WHAT IS BEING ASKED
Repeat nothing but the lines below running from the one containing "match resolve(operand, ctx)" to the one containing "loaded, never mid-execution.". Keep both end lines.

DATA

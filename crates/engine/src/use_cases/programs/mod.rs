pub mod publish;

pub use publish::{PublishProgram, ValidateProgram};
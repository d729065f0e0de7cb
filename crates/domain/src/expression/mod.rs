//! Condition expression grammar.
//!
//! A small closed grammar over metric comparisons (`affinity >= 60`), tier
//! comparisons (`tier(affinity) >= 'lover'`), flag tests
//! (`flags.seen_intro == true`), intimacy and time-of-day predicates, and
//! logical composition with `&&`, `||`, `!`.
//!
//! Expressions are parsed once, when a program is loaded, and evaluation is a
//! pure total function: an unknown metric reads as 0, an unknown flag as
//! false, and evaluation never errors and never mutates anything.

mod parser;

use std::collections::HashMap;
use std::fmt;

use serde::de::Error as DeError;
use serde::{Deserialize, Deserializer, Serialize, Serializer};

use crate::error::DomainError;
use crate::game_time::TimeOfDay;
use crate::relationship::{FlagValue, RelationshipRecord};
use crate::tiers::WorldSchema;

/// Read-only context a condition is evaluated against.
#[derive(Debug, Clone, Copy)]
pub struct EvalContext<'a> {
    pub schema: &'a WorldSchema,
    pub metrics: &'a HashMap<String, f64>,
    pub flags: &'a HashMap<String, FlagValue>,
    pub intimacy_level_id: Option<&'a str>,
    pub time_of_day: TimeOfDay,
    pub player_input: Option<&'a str>,
}

impl<'a> EvalContext<'a> {
    pub fn for_record(
        schema: &'a WorldSchema,
        record: &'a RelationshipRecord,
        time_of_day: TimeOfDay,
        player_input: Option<&'a str>,
    ) -> Self {
        Self {
            schema,
            metrics: &record.metrics,
            flags: &record.flags,
            intimacy_level_id: record.intimacy_level_id.as_deref(),
            time_of_day,
            player_input,
        }
    }
}

/// Comparison operators.
#[derive(Debug, Clone, Copy, PartialEq, Eq)]
pub enum CmpOp {
    Eq,
    Ne,
    Ge,
    Le,
    Gt,
    Lt,
}

/// A single comparable operand.
#[derive(Debug, Clone, PartialEq)]
pub enum Operand {
    Number(f64),
    Literal(String),
    Bool(bool),
    /// Bare identifier: a relationship metric
    Metric(String),
    /// `tier(metric)` - the named tier the metric currently resolves to
    Tier(String),
    /// `flags.name`
    Flag(String),
    /// `time_of_day`
    TimeOfDay,
    /// `intimacy` - the currently derived intimacy level
    Intimacy,
    /// `input` - the player's free-text input for this call
    PlayerInput,
}

/// Parsed expression tree. Closed set; evaluation is one exhaustive match.
#[derive(Debug, Clone, PartialEq)]
pub enum Expr {
    And(Box<Expr>, Box<Expr>),
    Or(Box<Expr>, Box<Expr>),
    Not(Box<Expr>),
    Compare {
        lhs: Operand,
        op: CmpOp,
        rhs: Operand,
    },
    /// A bare operand used as a boolean test (`flags.seen_intro`)
    Test(Operand),
}

/// Resolved operand value during evaluation.
enum Value {
    Num(f64),
    Text(String),
    Flag(bool),
}

impl Expr {
    /// Evaluate against a context. Total: never errors, never mutates.
    pub fn evaluate(&self, ctx: &EvalContext<'_>) -> bool {
        match self {
            // Short-circuit left-to-right
            Expr::And(lhs, rhs) => lhs.evaluate(ctx) && rhs.evaluate(ctx),
            Expr::Or(lhs, rhs) => lhs.evaluate(ctx) || rhs.evaluate(ctx),
            Expr::Not(inner) => !inner.evaluate(ctx),
            Expr::Compare { lhs, op, rhs } => compare(lhs, *op, rhs, ctx),
            Expr::Test(operand) => truthy(operand, ctx),
        }
    }
}

fn compare(lhs: &Operand, op: CmpOp, rhs: &Operand, ctx: &EvalContext<'_>) -> bool {
    // Tier and intimacy operands compare by rank against a tier-name literal,
    // so `tier(affinity) >= 'friend'` is an ordered comparison.
    if let Some(result) = ranked_compare(lhs, op, rhs, ctx) {
        return result;
    }
    let lhs = resolve(lhs, ctx);
    let rhs = resolve(rhs, ctx);
    match (lhs, rhs) {
        // IEEE double semantics
        (Value::Num(a), Value::Num(b)) => numeric_cmp(a, op, b),
        (Value::Text(a), Value::Text(b)) => match op {
            CmpOp::Eq => a == b,
            CmpOp::Ne => a != b,
            // Strings have no runtime ordering in this grammar
            _ => false,
        },
        (Value::Flag(a), Value::Flag(b)) => match op {
            CmpOp::Eq => a == b,
            CmpOp::Ne => a != b,
            _ => false,
        },
        // Mixed-type comparisons coerce both sides to numbers, keeping the
        // evaluator total for partially-initialized state.
        (a, b) => numeric_cmp(coerce_num(&a), op, coerce_num(&b)),
    }
}

/// Ordered tier / intimacy comparison. Returns `None` when neither side is a
/// ranked operand.
fn ranked_compare(lhs: &Operand, op: CmpOp, rhs: &Operand, ctx: &EvalContext<'_>) -> Option<bool> {
    let (ranked, literal, flipped) = match (lhs, rhs) {
        (Operand::Tier(_) | Operand::Intimacy, Operand::Literal(name)) => (lhs, name, false),
        (Operand::Literal(name), Operand::Tier(_) | Operand::Intimacy) => (rhs, name, true),
        _ => return None,
    };

    let (current_rank, literal_rank) = match ranked {
        Operand::Tier(metric) => {
            let current = ctx
                .schema
                .resolve_tier(metric, ctx.metrics.get(metric).copied().unwrap_or(0.0))
                .and_then(|tier| ctx.schema.tier_rank(metric, tier))
                .unwrap_or(0);
            let literal = ctx.schema.tier_rank(metric, literal).unwrap_or(0);
            (current as f64, literal as f64)
        }
        Operand::Intimacy => {
            (intimacy_rank(ctx, ctx.intimacy_level_id), intimacy_rank(ctx, Some(literal)))
        }
        _ => return None,
    };

    let (a, b) = if flipped {
        (literal_rank, current_rank)
    } else {
        (current_rank, literal_rank)
    };
    Some(numeric_cmp(a, op, b))
}

/// Intimacy levels are declared most-demanding-first; rank them so a higher
/// number means a more intimate level, with "no level" at 0.
fn intimacy_rank(ctx: &EvalContext<'_>, level_id: Option<&str>) -> f64 {
    let levels = &ctx.schema.intimacy_levels;
    level_id
        .and_then(|id| levels.iter().position(|level| level.id == id))
        .map(|index| (levels.len() - index) as f64)
        .unwrap_or(0.0)
}

fn numeric_cmp(a: f64, op: CmpOp, b: f64) -> bool {
    match op {
        CmpOp::Eq => a == b,
        CmpOp::Ne => a != b,
        CmpOp::Ge => a >= b,
        CmpOp::Le => a <= b,
        CmpOp::Gt => a > b,
        CmpOp::Lt => a < b,
    }
}

fn resolve(operand: &Operand, ctx: &EvalContext<'_>) -> Value {
    match operand {
        Operand::Number(n) => Value::Num(*n),
        Operand::Literal(s) => Value::Text(s.clone()),
        Operand::Bool(b) => Value::Flag(*b),
        Operand::Metric(name) => Value::Num(ctx.metrics.get(name).copied().unwrap_or(0.0)),
        Operand::Tier(metric) => Value::Text(
            ctx.schema
                .resolve_tier(metric, ctx.metrics.get(metric).copied().unwrap_or(0.0))
                .unwrap_or("")
                .to_string(),
        ),
        Operand::Flag(name) => match ctx.flags.get(name) {
            Some(FlagValue::Bool(b)) => Value::Flag(*b),
            Some(FlagValue::Number(n)) => Value::Num(*n),
            Some(FlagValue::Text(s)) => Value::Text(s.clone()),
            // Unknown flag reads as its type's zero value
            None => Value::Flag(false),
        },
        Operand::TimeOfDay => Value::Text(ctx.time_of_day.keyword().to_string()),
        Operand::Intimacy => Value::Text(ctx.intimacy_level_id.unwrap_or("").to_string()),
        Operand::PlayerInput => Value::Text(ctx.player_input.unwrap_or("").to_string()),
    }
}

fn coerce_num(value: &Value) -> f64 {
    match value {
        Value::Num(n) => *n,
        Value::Flag(b) => {
            if *b {
                1.0
            } else {
                0.0
            }
        }
        Value::Text(_) => 0.0,
    }
}

fn truthy(operand: &Operand, ctx: &EvalContext<'_>) -> bool {
    match resolve(operand, ctx) {
        Value::Num(n) => n != 0.0,
        Value::Text(s) => !s.is_empty(),
        Value::Flag(b) => b,
    }
}

/// A parsed condition carrying its original source text.
///
/// Serializes as the source string; deserialization parses, so a malformed
/// condition fails when the program is loaded, never mid-execution.
#[derive(Debug, Clone)]
pub struct Expression {
    source: String,
    expr: Expr,
}

impl Expression {
    pub fn parse(source: impl Into<String>) -> Result<Self, DomainError> {
        let source = source.into();
        let expr = parser::parse(&source)?;
        Ok(Self { source, expr })
    }

    pub fn source(&self) -> &str {
        &self.source
    }

    pub fn evaluate(&self, ctx: &EvalContext<'_>) -> bool {
        self.expr.evaluate(ctx)
    }
}

impl PartialEq for Expression {
    fn eq(&self, other: &Self) -> bool {
        self.source == other.source
    }
}

impl fmt::Display for Expression {
    fn fmt(&self, f: &mut fmt::Formatter<'_>) -> fmt::Result {
        write!(f, "{}", self.source)
    }
}

impl Serialize for Expression {
    fn serialize<S: Serializer>(&self, serializer: S) -> Result<S::Ok, S::Error> {
        serializer.serialize_str(&self.source)
    }
}

impl<'de> Deserialize<'de> for Expression {
    fn deserialize<D: Deserializer<'de>>(deserializer: D) -> Result<Self, D::Error> {
        let source = String::deserialize(deserializer)?;
        Expression::parse(source).map_err(D::Error::custom)
    }
}
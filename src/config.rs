use crate::error::{IdentifyError, Result};
use serde::{Deserialize, Serialize};
use std::path::{Path, PathBuf};

pub const CONFIG_FILE_NAME: &str = "herbal-lens.json";

/// Largest accepted model input edge, in pixels.
pub const MAX_INPUT_SIZE: u32 = 4096;

/// Pixel value transform applied after resizing. Must match the transform the
/// model artifact was trained with; a mismatch degrades accuracy silently.
#[derive(Debug, Clone, Copy, PartialEq, Eq, Serialize, Deserialize, Default)]
#[serde(rename_all = "snake_case")]
pub enum Normalization {
    /// `x / 255`
    #[default]
    Rescale,
    /// `(x / 255 - mean) / std` with the ImageNet statistics.
    Imagenet,
    /// `x / 127.5 - 1`
    Symmetric,
    /// Raw `0..=255` values, for models that rescale internally.
    Raw,
}

/// Memory layout of the input tensor.
#[derive(Debug, Clone, Copy, PartialEq, Eq, Serialize, Deserialize, Default)]
#[serde(rename_all = "snake_case")]
pub enum TensorLayout {
    /// `[1, H, W, 3]`, the layout of Keras exports.
    #[default]
    Nhwc,
    /// `[1, 3, H, W]`
    Nchw,
}

#[derive(Debug, Clone, PartialEq, Serialize, Deserialize)]
#[serde(default)]
pub struct PipelineConfig {
    pub model_path: PathBuf,
    pub labels_path: PathBuf,
    pub metadata_path: PathBuf,
    pub input_size: u32,
    pub normalization: Normalization,
    pub layout: TensorLayout,
    /// Percentage below which a result is flagged low-confidence.
    pub confidence_threshold: f32,
    pub top_k: usize,
    pub use_gpu: bool,
    pub intra_threads: usize,
}

impl Default for PipelineConfig {
    fn default() -> Self {
        Self {
            model_path: PathBuf::from("herbal_model.onnx"),
            labels_path: PathBuf::from("class_indices.json"),
            metadata_path: PathBuf::from("species_metadata.json"),
            input_size: 224,
            normalization: Normalization::default(),
            layout: TensorLayout::default(),
            confidence_threshold: 50.0,
            top_k: 5,
            use_gpu: false,
            intra_threads: 4,
        }
    }
}

impl PipelineConfig {
    /// Reads a config file. Relative artifact paths resolve against the
    /// directory containing the file.
    pub fn load(path: &Path) -> Result<Self> {
        let content = std::fs::read_to_string(path).map_err(|e| IdentifyError::io(path, e))?;
        let config: PipelineConfig = serde_json::from_str(&content).map_err(|e| {
            IdentifyError::Config(format!("Failed to parse {}: {}", path.display(), e))
        })?;
        let base = path.parent().unwrap_or_else(|| Path::new("."));
        let config = config.resolve_relative(base);
        config.validate()?;
        Ok(config)
    }

    /// Loads `herbal-lens.json` from `dir` if present, otherwise the defaults
    /// rooted at `dir`.
    pub fn load_or_default(dir: &Path) -> Result<Self> {
        let path = dir.join(CONFIG_FILE_NAME);
        if path.exists() {
            Self::load(&path)
        } else {
            tracing::info!("No {} in {}, using defaults", CONFIG_FILE_NAME, dir.display());
            Ok(Self::default().resolve_relative(dir))
        }
    }

    pub fn resolve_relative(mut self, base: &Path) -> Self {
        for path in [
            &mut self.model_path,
            &mut self.labels_path,
            &mut self.metadata_path,
        ] {
            if path.is_relative() {
                *path = base.join(&*path);
            }
        }
        self
    }

    pub fn validate(&self) -> Result<()> {
        if self.input_size == 0 || self.input_size > MAX_INPUT_SIZE {
            return Err(IdentifyError::Config(format!(
                "input_size must be within 1..={}, got {}",
                MAX_INPUT_SIZE, self.input_size
            )));
        }
        if !(0.0..=100.0).contains(&self.confidence_threshold) {
            return Err(IdentifyError::Config(format!(
                "confidence_threshold must be within [0, 100], got {}",
                self.confidence_threshold
            )));
        }
        if self.top_k == 0 {
            return Err(IdentifyError::Config("top_k must be at least 1".into()));
        }
        if self.intra_threads == 0 {
            return Err(IdentifyError::Config("intra_threads must be at least 1".into()));
        }
        Ok(())
    }

    pub fn artifacts_present(&self) -> bool {
        self.model_path.exists() && self.labels_path.exists() && self.metadata_path.exists()
    }
}
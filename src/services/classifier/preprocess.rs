use crate::config::{Normalization, TensorLayout};
use crate::error::{IdentifyError, Result};
use image::{DynamicImage, ImageFormat};
use ndarray::Array4;

// ImageNet normalization constants
const MEAN: [f32; 3] = [0.485, 0.456, 0.406];
const STD: [f32; 3] = [0.229, 0.224, 0.225];

/// Turns uploaded bytes into the fixed-shape tensor the classifier expects.
#[derive(Debug, Clone, Copy, PartialEq)]
pub struct Preprocessor {
    pub input_size: u32,
    pub normalization: Normalization,
    pub layout: TensorLayout,
}

impl Default for Preprocessor {
    fn default() -> Self {
        Self {
            input_size: 224,
            normalization: Normalization::default(),
            layout: TensorLayout::default(),
        }
    }
}

/// Decodes JPEG or PNG bytes. Anything else is rejected before the pixel
/// data is touched.
pub fn decode_image(bytes: &[u8]) -> Result<DynamicImage> {
    if bytes.is_empty() {
        return Err(IdentifyError::Decode("empty upload".into()));
    }
    let format = image::guess_format(bytes)
        .map_err(|e| IdentifyError::Decode(format!("unrecognized image data: {}", e)))?;
    if !matches!(format, ImageFormat::Jpeg | ImageFormat::Png) {
        return Err(IdentifyError::Decode(format!(
            "unsupported format {:?}, expected JPEG or PNG",
            format
        )));
    }
    image::load_from_memory_with_format(bytes, format)
        .map_err(|e| IdentifyError::Decode(e.to_string()))
}

impl Preprocessor {
    pub fn input_shape(&self) -> [usize; 4] {
        let size = self.input_size as usize;
        match self.layout {
            TensorLayout::Nhwc => [1, size, size, 3],
            TensorLayout::Nchw => [1, 3, size, size],
        }
    }

    pub fn preprocess_bytes(&self, bytes: &[u8]) -> Result<Array4<f32>> {
        let img = decode_image(bytes)?;
        self.preprocess_image(&img)
    }

    pub fn preprocess_image(&self, img: &DynamicImage) -> Result<Array4<f32>> {
        let size = self.input_size;
        let resized = img.resize_exact(size, size, image::imageops::FilterType::CatmullRom);
        // Drops any alpha channel and expands grayscale.
        let rgb = resized.to_rgb8();

        let raw = rgb.into_raw();
        let hw = size as usize * size as usize;
        let mut interleaved = vec![0f32; 3 * hw];
        for (i, pixel) in raw.chunks_exact(3).enumerate() {
            let off = i * 3;
            for c in 0..3 {
                interleaved[off + c] = self.normalize(pixel[c], c);
            }
        }

        let data = match self.layout {
            TensorLayout::Nhwc => interleaved,
            TensorLayout::Nchw => {
                // Transpose HWC -> CHW in tiles so source and all three
                // destination planes stay in cache.
                let mut data = vec![0f32; 3 * hw];
                const TILE: usize = 1024;
                for base in (0..hw).step_by(TILE) {
                    let end = (base + TILE).min(hw);
                    for i in base..end {
                        let src = i * 3;
                        data[i] = interleaved[src];
                        data[hw + i] = interleaved[src + 1];
                        data[2 * hw + i] = interleaved[src + 2];
                    }
                }
                data
            }
        };

        let [n, d1, d2, d3] = self.input_shape();
        Array4::from_shape_vec((n, d1, d2, d3), data)
            .map_err(|e| IdentifyError::Inference(format!("Failed to create tensor: {}", e)))
    }

    /// Zero-valued input, used to probe the classifier's output width.
    pub fn blank_tensor(&self) -> Array4<f32> {
        let [n, d1, d2, d3] = self.input_shape();
        Array4::zeros((n, d1, d2, d3))
    }

    fn normalize(&self, value: u8, channel: usize) -> f32 {
        let v = value as f32;
        match self.normalization {
            Normalization::Rescale => v / 255.0,
            Normalization::Imagenet => (v / 255.0 - MEAN[channel]) / STD[channel],
            Normalization::Symmetric => v / 127.5 - 1.0,
            Normalization::Raw => v,
        }
    }
}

TASK OUTPUT
    match resolve(operand, ctx) {
        Value::Num(n) => n != 0.0,
        Value::Text(s) => !s.is_empty(),
        Value::Flag(b) => b,
    }
}

/// A parsed condition carrying its original source text.
///
/// Serializes as the source string; deserialization parses, so a malformed
/// condition fails when the program is loaded, never mid-execution.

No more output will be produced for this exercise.